With that in mind, I have signed up to an introductory course in Nonviolent Communication (NVC), a technique developed in the 1960s by psychologist Marshall Rosenberg.
I’ve also resumed my counselling sessions and (excitingly) joined a Men’s Circle here in Bournemouth (thanks LH!).
I’ve said it before and I’ll say it again: winter is the finest time to explore outdoor adventures in the UK.
Shorter days mean we can not only catch both sunrise and sunset at a reasonable hour, but also spend long evenings with the stars.
Out of season hotspots, like Dartmoor, the Lakes, North Pennines, Wales or the Highlands, are empty. The views, like the shadows, are long and clear and the weather is either exactly as expected or surprisingly delightful – no possible disappointment.
So, in late November, I’m travelling up to Scotland to cycle another leg of my Round Britain ride.
Since 2020, I’ve cycled about 4,500km of the coastline and now I’m eyeing up the 650km from Edinburgh to Inverness.
This’ll be the first time I’ve done a serious cycle tour in the UK in winter. I’m curious. And foolhardy. And optimistic.
I’m also mushroom picking in the Brecon Beacons and, with my intrepid mum, going on an unexpected tea room of an adventure to Little Gidding, the fourth of TS Eliot’s Four Quartets.
Learning forces us to remember that we’re not dead yet.
It reminds us that our brains are plastic (the good kind of plastic) and that we are very much unfinished animals.
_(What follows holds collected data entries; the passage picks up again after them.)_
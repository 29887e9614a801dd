use unsub_orchestrator::OrchestratorConfig;

use crate::auth::jwt::JwtConfig;

/// Server configuration loaded from environment variables.
///
/// All fields except the JWT secret have defaults suitable for local
/// development.
#[derive(Debug, Clone)]
pub struct ServerConfig {
    /// Bind address (default: `0.0.0.0`).
    pub host: String,
    /// Bind port (default: `3000`).
    pub port: u16,
    /// Allowed CORS origins, parsed from comma-separated `CORS_ORIGINS` env var.
    pub cors_origins: Vec<String>,
    /// Timeout for non-streaming requests in seconds (default: `30`).
    pub request_timeout_secs: u64,
    pub jwt: JwtConfig,
    pub orchestrator: OrchestratorConfig,
}

impl ServerConfig {
    /// Load configuration from environment variables with defaults.
    ///
    /// | Env Var                | Default                    |
    /// |------------------------|----------------------------|
    /// | `HOST`                 | `0.0.0.0`                  |
    /// | `PORT`                 | `3000`                     |
    /// | `CORS_ORIGINS`         | `http://localhost:5173`    |
    /// | `REQUEST_TIMEOUT_SECS` | `30`                       |
    ///
    /// Orchestrator and shutdown settings are read by
    /// [`OrchestratorConfig::from_env`].
    ///
    /// # Panics
    ///
    /// Panics on any unparseable value.
    pub fn from_env() -> Self {
        let host = std::env::var("HOST").unwrap_or_else(|_| "0.0.0.0".into());

        let port: u16 = std::env::var("PORT")
            .unwrap_or_else(|_| "3000".into())
            .parse()
            .expect("PORT must be a valid u16");

        let cors_origins: Vec<String> = std::env::var("CORS_ORIGINS")
            .unwrap_or_else(|_| "http://localhost:5173".into())
            .split(',')
            .map(|s| s.trim().to_string())
            .filter(|s| !s.is_empty())
            .collect();

        let request_timeout_secs: u64 = std::env::var("REQUEST_TIMEOUT_SECS")
            .unwrap_or_else(|_| "30".into())
            .parse()
            .expect("REQUEST_TIMEOUT_SECS must be a valid u64");

        let jwt = JwtConfig::from_env();
        let orchestrator =
            OrchestratorConfig::from_env().unwrap_or_else(|e| panic!("Invalid configuration: {e}"));

        Self {
            host,
            port,
            cors_origins,
            request_timeout_secs,
            jwt,
            orchestrator,
        }
    }
}
//! Talent match scoring and explanation engine
//!
//! Scores job requisitions against candidate profiles by blending dense
//! embedding similarity with bounded heuristic signals, explains every
//! score with a structured breakdown, and orchestrates ranked batch runs
//! with per-pair fault isolation. Embedding, text extraction, and
//! generative summarization are injected collaborator traits; this crate
//! owns only the scoring, explanation, and orchestration.

pub mod batch;
pub mod config;
pub mod embedding;
pub mod error;
pub mod explain;
pub mod extraction;
pub mod genai;
pub mod profile;
pub mod scoring;

pub use batch::{
    BatchReport, BatchStats, MatchKind, MatchOrchestrator, MatchOutcome, MatchRecord,
    PairFailure, RankedMatch, TextExtractor,
};
pub use config::EngineConfig;
pub use embedding::{cosine_similarity, CachedEmbedder, Embedder, HashEmbedder};
pub use error::{EngineError, Result};
pub use explain::{Explanation, ExplanationGenerator, ExplanationSource};
pub use genai::{CohereSummarizer, GenAiConfig, GenAiConfigSource, StaticGenAiConfig, Summarizer};
pub use profile::{CandidateProfile, JobDescription};
pub use scoring::{label_for, CompositeScorer, ScoreBreakdown, SkillPair};
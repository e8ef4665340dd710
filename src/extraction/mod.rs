//! Signal extractors over raw job/resume text
//!
//! Default implementations of the extraction collaborators: a
//! controlled-vocabulary skill extractor and line-based
//! certification/project/experience extractors. Hosts with richer NLP
//! pipelines can bypass these and populate the profile records directly.

pub mod signals;
pub mod skills;

pub use signals::{
    extract_certifications, extract_experience_years, extract_projects, infer_vertical,
};
pub use skills::SkillExtractor;
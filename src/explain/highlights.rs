//! Evidentiary excerpt scanning
//!
//! Pulls the resume lines that actually mention matched skills or detected
//! signals, stripped of contact details and boilerplate, so an explanation
//! can quote the candidate's own words.

use crate::config::HighlightRules;
use crate::error::{EngineError, Result};
use regex::Regex;
use std::collections::HashSet;
use unicode_segmentation::UnicodeSegmentation;

pub struct HighlightScanner {
    contact: Regex,
    bullet: Regex,
    rules: HighlightRules,
}

impl HighlightScanner {
    pub fn new(rules: HighlightRules) -> Result<Self> {
        // Emails, URLs, github/linkedin handles, and phone-number digit runs.
        let contact = Regex::new(
            r"(?i)\b[\w.+-]+@[\w.-]+\.\w+\b|https?://\S+|(?:www\.)?(?:github|linkedin)\.com/\S+|\+?\d[\d\s()\-]{7,}\d|\b\d{10}\b",
        )
        .map_err(|e| EngineError::Configuration(format!("Bad contact pattern: {}", e)))?;

        let bullet = Regex::new(r"^\s*(?:[-*•]|\d+[.)\-])\s*")
            .map_err(|e| EngineError::Configuration(format!("Bad bullet pattern: {}", e)))?;

        Ok(Self {
            contact,
            bullet,
            rules,
        })
    }

    /// Scan `text` line by line for any of `keywords` (case-insensitive
    /// substring). Kept lines are cleaned of contact info and bullet
    /// prefixes, must retain a minimum word count, must clear the
    /// boilerplate denylist, and are deduplicated in order up to the cap.
    pub fn extract(&self, text: &str, keywords: &[String]) -> Vec<String> {
        if keywords.is_empty() {
            return Vec::new();
        }

        let keywords: Vec<String> = keywords.iter().map(|k| k.to_lowercase()).collect();
        let mut found = Vec::new();
        let mut seen = HashSet::new();

        for line in text.lines() {
            let lower = line.to_lowercase();
            if !keywords.iter().any(|k| lower.contains(k.as_str())) {
                continue;
            }

            let clean = self.contact.replace_all(line, "");
            let clean = self.bullet.replace(&clean, "").trim().to_string();

            if clean.unicode_words().count() < self.rules.min_words {
                continue;
            }

            let clean_lower = clean.to_lowercase();
            if self
                .rules
                .denylist
                .iter()
                .any(|bad| clean_lower.contains(bad.as_str()))
            {
                continue;
            }

            if seen.insert(clean.clone()) {
                found.push(clean);
                if found.len() == self.rules.max_highlights {
                    break;
                }
            }
        }

        found
    }
}

#[cfg(test)]
mod tests {
    use super::*;
    use crate::config::EngineConfig;

    fn scanner() -> HighlightScanner {
        HighlightScanner::new(EngineConfig::default().highlights).unwrap()
    }

    fn keywords(items: &[&str]) -> Vec<String> {
        items.iter().map(|s| s.to_string()).collect()
    }

    #[test]
    fn test_keeps_lines_with_keywords() {
        let text = "Built python services for payments\nEnjoys long walks on weekends";
        let lines = scanner().extract(text, &keywords(&["python"]));
        assert_eq!(lines, vec!["Built python services for payments"]);
    }

    #[test]
    fn test_strips_contact_info() {
        let text = "Python work, reach me at jane@example.com or +1 (555) 123-4567 anytime";
        let lines = scanner().extract(text, &keywords(&["python"]));
        assert_eq!(lines.len(), 1);
        assert!(!lines[0].contains("example.com"));
        assert!(!lines[0].contains("555"));
    }

    #[test]
    fn test_strips_bullet_prefixes() {
        let text = "- Deployed python pipelines to production";
        let lines = scanner().extract(text, &keywords(&["python"]));
        assert_eq!(lines, vec!["Deployed python pipelines to production"]);
    }

    #[test]
    fn test_drops_short_lines_after_cleaning() {
        let text = "python jane@example.com";
        let lines = scanner().extract(text, &keywords(&["python"]));
        assert!(lines.is_empty());
    }

    #[test]
    fn test_drops_denylisted_boilerplate() {
        let text = "Bachelor of python studies at State University";
        let lines = scanner().extract(text, &keywords(&["python"]));
        assert!(lines.is_empty());
    }

    #[test]
    fn test_dedup_and_cap() {
        let repeated = "Shipped python tooling for internal analytics\n".repeat(3);
        let mut text = repeated;
        for i in 0..8 {
            text.push_str(&format!("Shipped python feature number {} to production\n", i));
        }

        let lines = scanner().extract(&text, &keywords(&["python"]));
        assert_eq!(lines.len(), 5);
        assert_eq!(
            lines
                .iter()
                .filter(|l| l.contains("internal analytics"))
                .count(),
            1
        );
    }

    #[test]
    fn test_no_keywords_yields_nothing() {
        let lines = scanner().extract("Built python services", &[]);
        assert!(lines.is_empty());
    }
}
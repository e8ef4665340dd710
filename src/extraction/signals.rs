//! Line-based certification/project/experience extraction and vertical
//! inference

use crate::embedding::{cosine_similarity, Embedder};
use regex::Regex;
use std::collections::BTreeMap;
use std::collections::HashSet;

const CERT_KEYWORDS: &[&str] = &[
    "certified",
    "certification",
    "certifications",
    "certificate",
    "aws certified",
    "azure certified",
    "google cloud",
    "scrum",
    "pmp",
    "ccna",
    "cissp",
];

const PROJECT_TRIGGERS: &[&str] = &[
    "developed",
    "built",
    "implemented",
    "designed",
    "launched",
    "led a team",
    "engineered",
    "created",
    "architected",
];

/// Certification lines from resume text, cleaned and capped at 5.
///
/// A line must carry a certification keyword and pass a whole-word gate on
/// `certified|certification|certificate` so stray keyword fragments do not
/// qualify.
pub fn extract_certifications(text: &str) -> Vec<String> {
    let word_gate = Regex::new(r"\b(certified|certification|certificate)\b").unwrap();
    let strip = Regex::new(r"[^a-zA-Z0-9,\-\(\)\.\s]").unwrap();

    let mut found = Vec::new();
    for line in text.lines() {
        let lower = line.to_lowercase();
        if !CERT_KEYWORDS.iter().any(|kw| lower.contains(kw)) {
            continue;
        }
        if !word_gate.is_match(&lower) {
            continue;
        }

        let clean = strip.replace_all(line, "").trim().to_string();
        if clean.len() > 6 {
            found.push(clean);
        }
    }

    found.truncate(5);
    found
}

/// Project lines from resume text, triggered by delivery verbs, deduplicated
/// in order and capped at 5. Team-building lines are excluded so leadership
/// statements do not double as project evidence.
pub fn extract_projects(text: &str) -> Vec<String> {
    let mut projects = Vec::new();
    let mut seen = HashSet::new();

    for line in text.lines() {
        let lower = line.to_lowercase();
        if !PROJECT_TRIGGERS.iter().any(|trigger| lower.contains(trigger)) {
            continue;
        }

        let clean = line.trim();
        if clean.len() < 10 || lower.contains("team") {
            continue;
        }

        if seen.insert(clean.to_string()) {
            projects.push(clean.to_string());
        }
    }

    projects.truncate(5);
    projects
}

/// First `N years`/`N yrs` figure in the text, if any.
pub fn extract_experience_years(text: &str) -> Option<f32> {
    let pattern = Regex::new(r"(\d{1,2})\+?\s?(?:years?|yrs?)").unwrap();
    pattern
        .captures(&text.to_lowercase())
        .and_then(|cap| cap.get(1))
        .and_then(|m| m.as_str().parse::<f32>().ok())
}

/// Best-matching vertical for a document, by embedding similarity against
/// each vertical's concept description. Returns `None` below 0.5 or when
/// embedding fails.
pub fn infer_vertical(
    text: &str,
    verticals: &BTreeMap<String, String>,
    embedder: &dyn Embedder,
) -> Option<String> {
    if text.trim().is_empty() {
        return None;
    }

    let text_vec = match embedder.embed(text) {
        Ok(v) => v,
        Err(e) => {
            log::debug!("vertical inference skipped: {}", e);
            return None;
        }
    };

    let mut best: Option<(String, f32)> = None;
    for (vertical, concept) in verticals {
        let Ok(concept_vec) = embedder.embed(concept) else {
            continue;
        };
        let Ok(sim) = cosine_similarity(&text_vec, &concept_vec) else {
            continue;
        };
        if best.as_ref().map_or(true, |(_, s)| sim > *s) {
            best = Some((vertical.clone(), sim));
        }
    }

    best.filter(|(_, score)| *score > 0.5).map(|(v, _)| v)
}

#[cfg(test)]
mod tests {
    use super::*;
    use crate::config::EngineConfig;
    use crate::embedding::HashEmbedder;

    #[test]
    fn test_extract_certifications() {
        let text = "AWS Certified Solutions Architect\nLoves dogs\nScrum Master Certification, 2023";
        let certs = extract_certifications(text);
        assert_eq!(certs.len(), 2);
        assert!(certs[0].contains("AWS Certified"));
    }

    #[test]
    fn test_certification_requires_whole_word_gate() {
        // "scrum" keyword alone without certified/certification wording
        let certs = extract_certifications("Daily scrum standups with the squad");
        assert!(certs.is_empty());
    }

    #[test]
    fn test_certifications_capped_at_five() {
        let text = (0..8)
            .map(|i| format!("Certified specialist number {}", i))
            .collect::<Vec<_>>()
            .join("\n");
        assert_eq!(extract_certifications(&text).len(), 5);
    }

    #[test]
    fn test_extract_projects() {
        let text = "Developed a payments gateway in Rust\nshort\nBuilt and led team onboarding";
        let projects = extract_projects(text);
        assert_eq!(projects, vec!["Developed a payments gateway in Rust"]);
    }

    #[test]
    fn test_projects_deduplicated() {
        let text = "Designed the ingestion pipeline\nDesigned the ingestion pipeline";
        assert_eq!(extract_projects(text).len(), 1);
    }

    #[test]
    fn test_extract_experience_years() {
        assert_eq!(extract_experience_years("requires 5+ years of Python"), Some(5.0));
        assert_eq!(extract_experience_years("3 yrs in fintech"), Some(3.0));
        assert_eq!(extract_experience_years("no figure here"), None);
    }

    #[test]
    fn test_infer_vertical_on_matching_text() {
        let embedder = HashEmbedder::default();
        let verticals = EngineConfig::default().concepts.verticals;
        // Token-identical to the Cloud concept description.
        let inferred = infer_vertical(
            "cloud-native, devops, aws, azure, kubernetes, lambda",
            &verticals,
            &embedder,
        );
        assert_eq!(inferred.as_deref(), Some("Cloud"));
    }

    #[test]
    fn test_infer_vertical_none_for_unrelated_text() {
        let embedder = HashEmbedder::default();
        let verticals = EngineConfig::default().concepts.verticals;
        let inferred = infer_vertical("gardening and pottery weekends", &verticals, &embedder);
        assert_eq!(inferred, None);
    }
}
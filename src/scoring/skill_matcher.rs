//! Greedy semantic bipartite skill matching

use crate::embedding::{cosine_similarity, Embedder};
use crate::error::Result;
use serde::{Deserialize, Serialize};

/// One matched (job skill, candidate skill) pair at or above the matching
/// threshold.
#[derive(Debug, Clone, Serialize, Deserialize, PartialEq)]
pub struct SkillPair {
    pub job_skill: String,
    pub candidate_skill: String,
    /// Cosine similarity between the two skill embeddings, rounded to 2
    /// decimals.
    pub similarity: f32,
}

/// Pair job skills with candidate skills by embedding similarity.
///
/// For each job skill, in the order given, the highest-similarity candidate
/// skill at or above `threshold` is taken and consumed so it cannot match a
/// second job skill; ties keep the first-seen candidate skill. The matching
/// is greedy rather than globally optimal, trading optimality for a single
/// similarity pass per job skill. Returns the pairs and the coverage
/// ratio `|pairs| / max(|job_skills|, 1)` rounded to 2 decimals.
pub fn match_skills(
    embedder: &dyn Embedder,
    job_skills: &[String],
    candidate_skills: &[String],
    threshold: f32,
) -> Result<(Vec<SkillPair>, f32)> {
    let job_skills: Vec<&str> = job_skills
        .iter()
        .map(|s| s.trim())
        .filter(|s| !s.is_empty())
        .collect();
    let candidate_skills: Vec<&str> = candidate_skills
        .iter()
        .map(|s| s.trim())
        .filter(|s| !s.is_empty())
        .collect();

    if job_skills.is_empty() || candidate_skills.is_empty() {
        return Ok((Vec::new(), 0.0));
    }

    let job_vectors = job_skills
        .iter()
        .map(|s| embedder.embed(s))
        .collect::<Result<Vec<_>>>()?;
    let candidate_vectors = candidate_skills
        .iter()
        .map(|s| embedder.embed(s))
        .collect::<Result<Vec<_>>>()?;

    let mut pairs = Vec::new();
    let mut consumed = vec![false; candidate_skills.len()];

    for (i, job_vec) in job_vectors.iter().enumerate() {
        let mut best: Option<(usize, f32)> = None;
        for (j, candidate_vec) in candidate_vectors.iter().enumerate() {
            if consumed[j] {
                continue;
            }
            let sim = cosine_similarity(job_vec, candidate_vec)?;
            if sim >= threshold && best.map_or(true, |(_, s)| sim > s) {
                best = Some((j, sim));
            }
        }

        if let Some((j, sim)) = best {
            consumed[j] = true;
            pairs.push(SkillPair {
                job_skill: job_skills[i].to_string(),
                candidate_skill: candidate_skills[j].to_string(),
                similarity: round2(sim),
            });
        }
    }

    let ratio = pairs.len() as f32 / job_skills.len().max(1) as f32;
    Ok((pairs, round2(ratio)))
}

fn round2(value: f32) -> f32 {
    (value * 100.0).round() / 100.0
}
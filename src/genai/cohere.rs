//! Cohere chat client, the default [`Summarizer`] implementation

use super::Summarizer;
use anyhow::{anyhow, Context, Result};
use async_trait::async_trait;
use reqwest::Client;
use serde::{Deserialize, Serialize};
use std::time::Duration;

const COHERE_CHAT_URL: &str = "https://api.cohere.ai/v1/chat";
const MODEL: &str = "command-r";

#[derive(Debug, Serialize)]
struct ChatRequest<'a> {
    message: &'a str,
    model: &'a str,
}

#[derive(Debug, Deserialize)]
struct ChatResponse {
    text: Option<String>,
}

pub struct CohereSummarizer {
    client: Client,
    api_key: String,
}

impl CohereSummarizer {
    /// The client timeout is a transport-level guard; the engine applies
    /// its own tighter deadline around each call.
    pub fn new(api_key: impl Into<String>) -> Result<Self> {
        let client = Client::builder()
            .timeout(Duration::from_secs(120))
            .build()
            .context("Failed to build Cohere HTTP client")?;

        Ok(Self {
            client,
            api_key: api_key.into(),
        })
    }
}

#[async_trait]
impl Summarizer for CohereSummarizer {
    async fn summarize(&self, prompt: &str) -> Result<String> {
        let response = self
            .client
            .post(COHERE_CHAT_URL)
            .bearer_auth(&self.api_key)
            .json(&ChatRequest {
                message: prompt,
                model: MODEL,
            })
            .send()
            .await
            .context("Cohere request failed")?;

        let status = response.status();
        if !status.is_success() {
            let body = response.text().await.unwrap_or_default();
            return Err(anyhow!("Cohere returned {}: {}", status, body));
        }

        let chat: ChatResponse = response
            .json()
            .await
            .context("Failed to parse Cohere response")?;

        match chat.text {
            Some(text) if !text.trim().is_empty() => Ok(text.trim().to_string()),
            _ => Err(anyhow!("Cohere response carried no text")),
        }
    }

    fn provider(&self) -> &str {
        "cohere"
    }
}

#[cfg(test)]
mod tests {
    use super::*;

    #[test]
    fn test_request_serialization() {
        let request = ChatRequest {
            message: "Summarize the fit.",
            model: MODEL,
        };
        let json = serde_json::to_value(&request).unwrap();
        assert_eq!(json["message"], "Summarize the fit.");
        assert_eq!(json["model"], "command-r");
    }

    #[test]
    fn test_response_deserialization() {
        let chat: ChatResponse =
            serde_json::from_str(r#"{"text": "Strong match.", "finish_reason": "COMPLETE"}"#)
                .unwrap();
        assert_eq!(chat.text.as_deref(), Some("Strong match."));

        let empty: ChatResponse = serde_json::from_str("{}").unwrap();
        assert!(empty.text.is_none());
    }

    #[test]
    fn test_provider_name() {
        let summarizer = CohereSummarizer::new("key").unwrap();
        assert_eq!(summarizer.provider(), "cohere");
    }
}
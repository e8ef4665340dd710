//! Batch match orchestration
//!
//! Runs one job against a candidate pool (or one candidate against a job
//! pool), scoring and explaining each pair with per-pair fault isolation:
//! a failed pair is logged, counted, and absent from the ranked output, and
//! only a structural failure on the anchor document aborts the batch.
//! Pairs run as a sequential loop, which doubles as backpressure on the
//! embedding and generative collaborators; output order comes from the
//! final sort, never from completion order.

use crate::config::EngineConfig;
use crate::error::{EngineError, Result};
use crate::explain::{Explanation, ExplanationGenerator, ExplanationSource};
use crate::profile::{CandidateProfile, JobDescription};
use crate::scoring::{label_for, CompositeScorer, ScoreBreakdown};
use chrono::{DateTime, Utc};
use serde::{Deserialize, Serialize};
use std::collections::HashSet;
use std::sync::Arc;
use std::time::Instant;

/// Text-extraction collaborator. File-format parsing lives outside the
/// engine; `Ok(None)` means the source had no usable text.
pub trait TextExtractor: Send + Sync {
    fn extract(&self, source: &str) -> Result<Option<String>>;
}

#[derive(Debug, Clone, Copy, PartialEq, Eq, Serialize, Deserialize)]
pub enum MatchKind {
    #[serde(rename = "job-to-candidates")]
    JobToCandidates,
    #[serde(rename = "candidate-to-jobs")]
    CandidateToJobs,
    #[serde(rename = "one-to-one")]
    OneToOne,
}

/// Persisted outcome of one comparison. Append-only: re-running a
/// comparison creates a new record; nothing updates an old one. Storage is
/// the caller's concern.
#[derive(Debug, Clone, Serialize, Deserialize)]
pub struct MatchRecord {
    pub job_id: String,
    pub candidate_id: String,
    pub score: f32,
    pub breakdown: ScoreBreakdown,
    pub explanation: Explanation,
    pub match_kind: MatchKind,
    /// Explanation source tag, recorded for per-record provenance.
    pub method: ExplanationSource,
    pub score_latency_ms: u64,
    pub explanation_latency_ms: u64,
    pub created_at: DateTime<Utc>,
}

/// One successfully scored pair, before ranking.
#[derive(Debug, Clone)]
pub struct MatchOutcome {
    /// Identity of the non-anchor side (candidate id or job id).
    pub counterpart_id: String,
    pub score: f32,
    pub record: MatchRecord,
}

/// One isolated per-pair failure. Never aborts the batch.
#[derive(Debug, Clone)]
pub struct PairFailure {
    pub counterpart_id: String,
    pub tag: &'static str,
    pub method: &'static str,
    pub message: String,
}

impl PairFailure {
    /// Map back to the error variant the tag came from, so single-pair
    /// callers see the original failure kind instead of a generic one.
    fn into_error(self) -> EngineError {
        match self.tag {
            "InvalidEmbeddingError" => EngineError::InvalidEmbedding(self.message),
            "ExtractionUnavailableError" => EngineError::ExtractionUnavailable(self.message),
            "ExplanationError" => EngineError::Explanation(self.message),
            "SummarizationError" => EngineError::Summarization(self.message),
            _ => EngineError::Scoring(self.message),
        }
    }
}

#[derive(Debug, Clone, Serialize, Deserialize)]
pub struct RankedMatch {
    pub counterpart_id: String,
    pub score: f32,
    pub label: String,
    /// 1-based position after the final sort.
    pub rank: usize,
    pub record: MatchRecord,
}

#[derive(Debug, Clone, Default, Serialize, Deserialize)]
pub struct BatchStats {
    pub total_pairs: usize,
    pub scored: usize,
    /// Pairs dropped for missing text.
    pub skipped: usize,
    /// Pairs dropped for any other isolated failure.
    pub failed: usize,
    pub elapsed_ms: u64,
}

#[derive(Debug, Clone, Serialize, Deserialize)]
pub struct BatchReport {
    pub matches: Vec<RankedMatch>,
    pub stats: BatchStats,
}

pub struct MatchOrchestrator {
    scorer: CompositeScorer,
    explainer: ExplanationGenerator,
    extractor: Arc<dyn TextExtractor>,
    config: EngineConfig,
}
Whether teaching your old self a new trick or honing a dulled blade, learning shows us that, in spite of everything, we are making headway.
A great winter win to have in your back pocket.
This year, as well as the NVC course I mentioned, I’m learning how to make sourdough from the delicious bakers at Bakehouse 24, getting guitar lessons from a chap who works for Specsavers (thanks again LH!), and building a FREAKIN SAUNA with a carpenter friend of mine.
I’ve also enrolled in a four-month Zoe Personalised Nutrition programme that involves a continuous blood sugar sensor, gut health and blood fat tests… and loads of muffins. Can’t wait!
I’m not usually one for bucket lists, but I really needed this.
I know that I can’t do everything on my list, but just knowing that I’m already doing some of the things, even if only the small things, will give me enough momentum to carry me through the dark days.
Cornell University professor Karl Weick introduced the concept of small wins in a 1984 paper about redefining the scale of social problems.
‘Once a small win has been accomplished,’ Weick wrote, ‘forces are set in motion that favour another small win.’
What one small, good thing can you do today that will set you up for another small, good thing tomorrow?
Yesterday, for example, I asked a friend whether she knew anyone who taught guitar. Today, she sent over the number of that guy from Specsavers who teaches guitar on the side. Tomorrow, when I’m back in the library, I’ll message him to set up a lesson.
And in one year’s time? I’ll be opening the London Palladium!
Or maybe I’ll just be a little better at making music. Either way, I’m happy: I have sustainable momentum in the direction I want to travel.
And if, at any point over the coming months, I feel myself drifting or dissatisfied, then I can come back to this list, remind myself of why I’m here, and do one small thing to regain that momentum.
Winter wins. What are yours?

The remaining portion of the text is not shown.